I have access to an account on one other cluster as well but I don't
have much disk space left to spare in the other account. I also have
my personal MacBook and at work I have my Windows computer. I would
now like to do my analysis on the new cluster. To start out I want to
put my AffyBatch object on the new system. I tried to transfer several
different ways.
So transferring with command line scp and using non-compressed objects
from Linux to Linux got me the best results, but I will describe the
problem I still have when the AffyBatch object loads.
I am still a bit confused about 32bit vs 64bit systems. Do objects
carry with them them information about the operating system?
Another side note is that I had to load each library separately,
including the dependencies in the proper order. For example:
library (puma, lib.loc= 'path/to_my_local/R_libraries')
will fail if I don't first do
library (ROCR, lib.loc = 'same_path')
library (gtools, lib.loc = 'same_path')
etc.
When I load the data in R on the head node (64bit login) I am able to
load and display the AffyBatch and all the packages load properly to
display the AffyBatch correctly. Then to do my real work I need to
submit a script to the queue. I submit this script to the 64bit
processors. The script copies the R object to the temporary directory
where I am supposed to be doing my work. At this point I use an R CMD
BATCH file to load the AffyBatch object and it does not display the
object properly . It loads the object but it does not have the cdf
information attached to it. When I display the AffyBatch object it
looks like this:
AffyBatch object
size of arrays=1164x1164 features
cdf=HG-U133_Plus_2 (??? affyids)
number of samples=55
Error in getCdfInfo(object) :
Could not obtain CDF environment, problems encountered:
Specified environment does not contain HG-U133_Plus_2
Library - package hgu133plus2cdf not installed
Data for package affy did not contain hgu133plus2cdf
Bioconductor - could not connect
Calls: <anonymous> ... <anonymous> -> cat -> featureNames ->
featureNames -> getCdfInfo
In addition: Warning message:
missing cdf environment! in show(AffyBatch)
Execution halted
Any ideas or clarifications about what is going on would be helpful.

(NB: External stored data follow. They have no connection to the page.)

//! Change event to SQL statement translation.
//!
//! Each row in an event becomes exactly one statement, in the event's row
//! order. The builder never executes or enqueues anything; it is a pure
//! transformation from decoded events to statement strings.

use crate::binlog::{ChangeEvent, Row, SqlValue};
use crate::sql::encode;
use crate::Result;

/// The unit handed to the execution worker. Immutable once built.
#[derive(Debug, Clone)]
pub struct ReplicationStatement {
    pub sql: String,
    /// Seconds-since-epoch origin timestamp of the change this statement
    /// replays.
    pub source_timestamp: i64,
}

/// Translates one change event into its statements, one entry per row.
///
/// A row whose values cannot be encoded yields an `Err` entry for that row
/// only; sibling rows still translate. Row order is preserved; the
/// serialized worker relies on it.
pub fn build(event: &ChangeEvent) -> Vec<Result<ReplicationStatement>> {
    match event {
        ChangeEvent::Statement { sql, timestamp, .. } => {
            vec![Ok(ReplicationStatement {
                sql: sql.clone(),
                source_timestamp: *timestamp,
            })]
        }
        ChangeEvent::Insert {
            schema,
            table,
            timestamp,
            rows,
        } => rows
            .iter()
            .map(|row| {
                build_insert(schema.as_deref(), table, row).map(|sql| ReplicationStatement {
                    sql,
                    source_timestamp: *timestamp,
                })
            })
            .collect(),
        ChangeEvent::Update {
            schema,
            table,
            timestamp,
            rows,
        } => rows
            .iter()
            .map(|(before, after)| {
                build_update(schema.as_deref(), table, before, after).map(|sql| {
                    ReplicationStatement {
                        sql,
                        source_timestamp: *timestamp,
                    }
                })
            })
            .collect(),
        ChangeEvent::Delete {
            schema,
            table,
            timestamp,
            rows,
        } => rows
            .iter()
            .map(|row| {
                build_delete(schema.as_deref(), table, row).map(|sql| ReplicationStatement {
                    sql,
                    source_timestamp: *timestamp,
                })
            })
            .collect(),
    }
}

fn build_insert(schema: Option<&str>, table: &str, row: &Row) -> Result<String> {
    let mut columns = Vec::with_capacity(row.len());
    let mut values = Vec::with_capacity(row.len());
    for (name, value) in row {
        columns.push(format!("`{}`", name));
        values.push(encode(value)?);
    }

    Ok(format!(
        "INSERT INTO {} ({}) VALUES ({});",
        qualified_table(schema, table),
        columns.join(","),
        values.join(",")
    ))
}

fn build_update(schema: Option<&str>, table: &str, before: &Row, after: &Row) -> Result<String> {
    let mut assignments = Vec::with_capacity(after.len());
    for (name, value) in after {
        assignments.push(format!("`{}`={}", name, encode(value)?));
    }

    Ok(format!(
        "UPDATE {} SET {} WHERE {};",
        qualified_table(schema, table),
        assignments.join(","),
        where_clause(before)?
    ))
}

fn build_delete(schema: Option<&str>, table: &str, row: &Row) -> Result<String> {
    Ok(format!(
        "DELETE FROM {} WHERE {};",
        qualified_table(schema, table),
        where_clause(row)?
    ))
}

fn where_clause(row: &Row) -> Result<String> {
    let mut predicates = Vec::with_capacity(row.len());
    for (name, value) in row {
        predicates.push(predicate(name, value)?);
    }
    Ok(predicates.join(" AND "))
}

/// Match predicate for one before-image column.
///
/// NULL columns compare with `IS NULL` (a `=NULL` predicate never matches).
/// JSON columns use `JSON_CONTAINS` because exact equality on JSON columns
/// is unreliable across normalization; containment can match more rows than
/// the original before-image did, so it is an approximation.
fn predicate(name: &str, value: &SqlValue) -> Result<String> {
    match value {
        SqlValue::Null => Ok(format!("`{}` IS NULL", name)),
        SqlValue::Json(_) => Ok(format!("JSON_CONTAINS(`{}`, {})", name, encode(value)?)),
        _ => Ok(format!("`{}`={}", name, encode(value)?)),
    }
}

fn qualified_table(schema: Option<&str>, table: &str) -> String {
    match schema {
        Some(schema) => format!("`{}`.`{}`", schema, table),
        None => format!("`{}`", table),
    }
}

#[cfg(test)]
mod tests {
    use super::*;
    use serde_json::json;

    fn row(pairs: &[(&str, SqlValue)]) -> Row {
        pairs
            .iter()
            .map(|(name, value)| (name.to_string(), value.clone()))
            .collect()
    }

    fn single(event: &ChangeEvent) -> ReplicationStatement {
        let mut built = build(event);
        assert_eq!(built.len(), 1);
        built.remove(0).unwrap()
    }

    #[test]
    fn insert_with_embedded_quote() {
        let event = ChangeEvent::Insert {
            schema: Some("s".to_string()),
            table: "t".to_string(),
            timestamp: 1_700_000_000,
            rows: vec![row(&[
                ("id", SqlValue::Int(1)),
                ("name", SqlValue::Text("a'b".to_string())),
            ])],
        };

        let stmt = single(&event);
        assert_eq!(
            stmt.sql,
            "INSERT INTO `s`.`t` (`id`,`name`) VALUES (1,'a''b');"
        );
        assert_eq!(stmt.source_timestamp, 1_700_000_000);
    }

    #[test]
    fn insert_without_schema_uses_bare_table() {
        let event = ChangeEvent::Insert {
            schema: None,
            table: "t".to_string(),
            timestamp: 0,
            rows: vec![row(&[("id", SqlValue::Int(7))])],
        };

        assert_eq!(single(&event).sql, "INSERT INTO `t` (`id`) VALUES (7);");
    }

    #[test]
    fn update_set_and_where_clauses() {
        let event = ChangeEvent::Update {
            schema: Some("s".to_string()),
            table: "t".to_string(),
            timestamp: 0,
            rows: vec![(
                row(&[("id", SqlValue::Int(1))]),
                row(&[
                    ("id", SqlValue::Int(1)),
                    ("name", SqlValue::Text("x".to_string())),
                ]),
            )],
        };

        let stmt = single(&event);
        assert_eq!(
            stmt.sql,
            "UPDATE `s`.`t` SET `id`=1,`name`='x' WHERE `id`=1;"
        );
    }

    #[test]
    fn update_set_renders_null_as_assignment() {
        let event = ChangeEvent::Update {
            schema: None,
            table: "t".to_string(),
            timestamp: 0,
            rows: vec![(
                row(&[("id", SqlValue::Int(1))]),
                row(&[("id", SqlValue::Int(1)), ("note", SqlValue::Null)]),
            )],
        };

        assert_eq!(
            single(&event).sql,
            "UPDATE `t` SET `id`=1,`note`=NULL WHERE `id`=1;"
        );
    }

    #[test]
    fn delete_null_column_uses_is_null() {
        let event = ChangeEvent::Delete {
            schema: Some("s".to_string()),
            table: "t".to_string(),
            timestamp: 0,
            rows: vec![row(&[
                ("id", SqlValue::Int(3)),
                ("note", SqlValue::Null),
            ])],
        };

        let sql = single(&event).sql;
        assert_eq!(
            sql,
            "DELETE FROM `s`.`t` WHERE `id`=3 AND `note` IS NULL;"
        );
        assert!(!sql.contains("`note`=NULL"));
    }

    #[test]
    fn json_before_image_uses_containment() {
        let event = ChangeEvent::Delete {
            schema: None,
            table: "t".to_string(),
            timestamp: 0,
            rows: vec![row(&[("attrs", SqlValue::Json(json!({"a": 1})))])],
        };

        assert_eq!(
            single(&event).sql,
            r#"DELETE FROM `t` WHERE JSON_CONTAINS(`attrs`, '{"a":1}');"#
        );
    }

    #[test]
    fn raw_statement_passes_through_unmodified() {
        let event = ChangeEvent::Statement {
            schema: Some("s".to_string()),
            sql: "ALTER TABLE t ADD COLUMN c INT".to_string(),
            timestamp: 5,
        };

        let stmt = single(&event);
        assert_eq!(stmt.sql, "ALTER TABLE t ADD COLUMN c INT");
        assert_eq!(stmt.source_timestamp, 5);
    }

    #[test]
    fn multi_row_event_preserves_row_order() {
        let event = ChangeEvent::Insert {
            schema: None,
            table: "t".to_string(),
            timestamp: 0,
            rows: vec![
                row(&[("id", SqlValue::Int(1))]),
                row(&[("id", SqlValue::Int(2))]),
                row(&[("id", SqlValue::Int(3))]),
            ],
        };

        let sqls: Vec<String> = build(&event)
            .into_iter()
            .map(|r| r.unwrap().sql)
            .collect();
        assert_eq!(
            sqls,
            vec![
                "INSERT INTO `t` (`id`) VALUES (1);",
                "INSERT INTO `t` (`id`) VALUES (2);",
                "INSERT INTO `t` (`id`) VALUES (3);",
            ]
        );
    }

    #[test]
    fn failing_row_does_not_fail_siblings() {
        let event = ChangeEvent::Insert {
            schema: None,
            table: "t".to_string(),
            timestamp: 0,
            rows: vec![
                row(&[("data", SqlValue::Bytes(vec![0xff]))]),
                row(&[("data", SqlValue::Text("ok".to_string()))]),
            ],
        };

        let built = build(&event);
        assert_eq!(built.len(), 2);
        assert!(built[0].is_err());
        assert_eq!(
            built[1].as_ref().unwrap().sql,
            "INSERT INTO `t` (`data`) VALUES ('ok');"
        );
    }
}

The computer support people don't know much about Bioconductor or R. I
would appreciate any advice or even questions to ask the computer
support people.
Thank you in advance.
Hi Donna,
I don't think this issue is related to whether you are using a 64bit
or
32bit system. When you are installing R packages locally, which is a
good idea, you need to tell R explicitly that from now on it should
look
for packages there, too.
You can do this when attaching the package using the lib.loc argument
as
you apparently do. Threre are, however, better solutions.
One is at start of your R session to add paths to packages using the
function .libPaths (the dot at the beginning is part of the function
name, see
?.libPaths
or on Linux even better, define an environment variable called R_LIBS
in
your shell startup script, which is called ".cshrc" or ".bashrc"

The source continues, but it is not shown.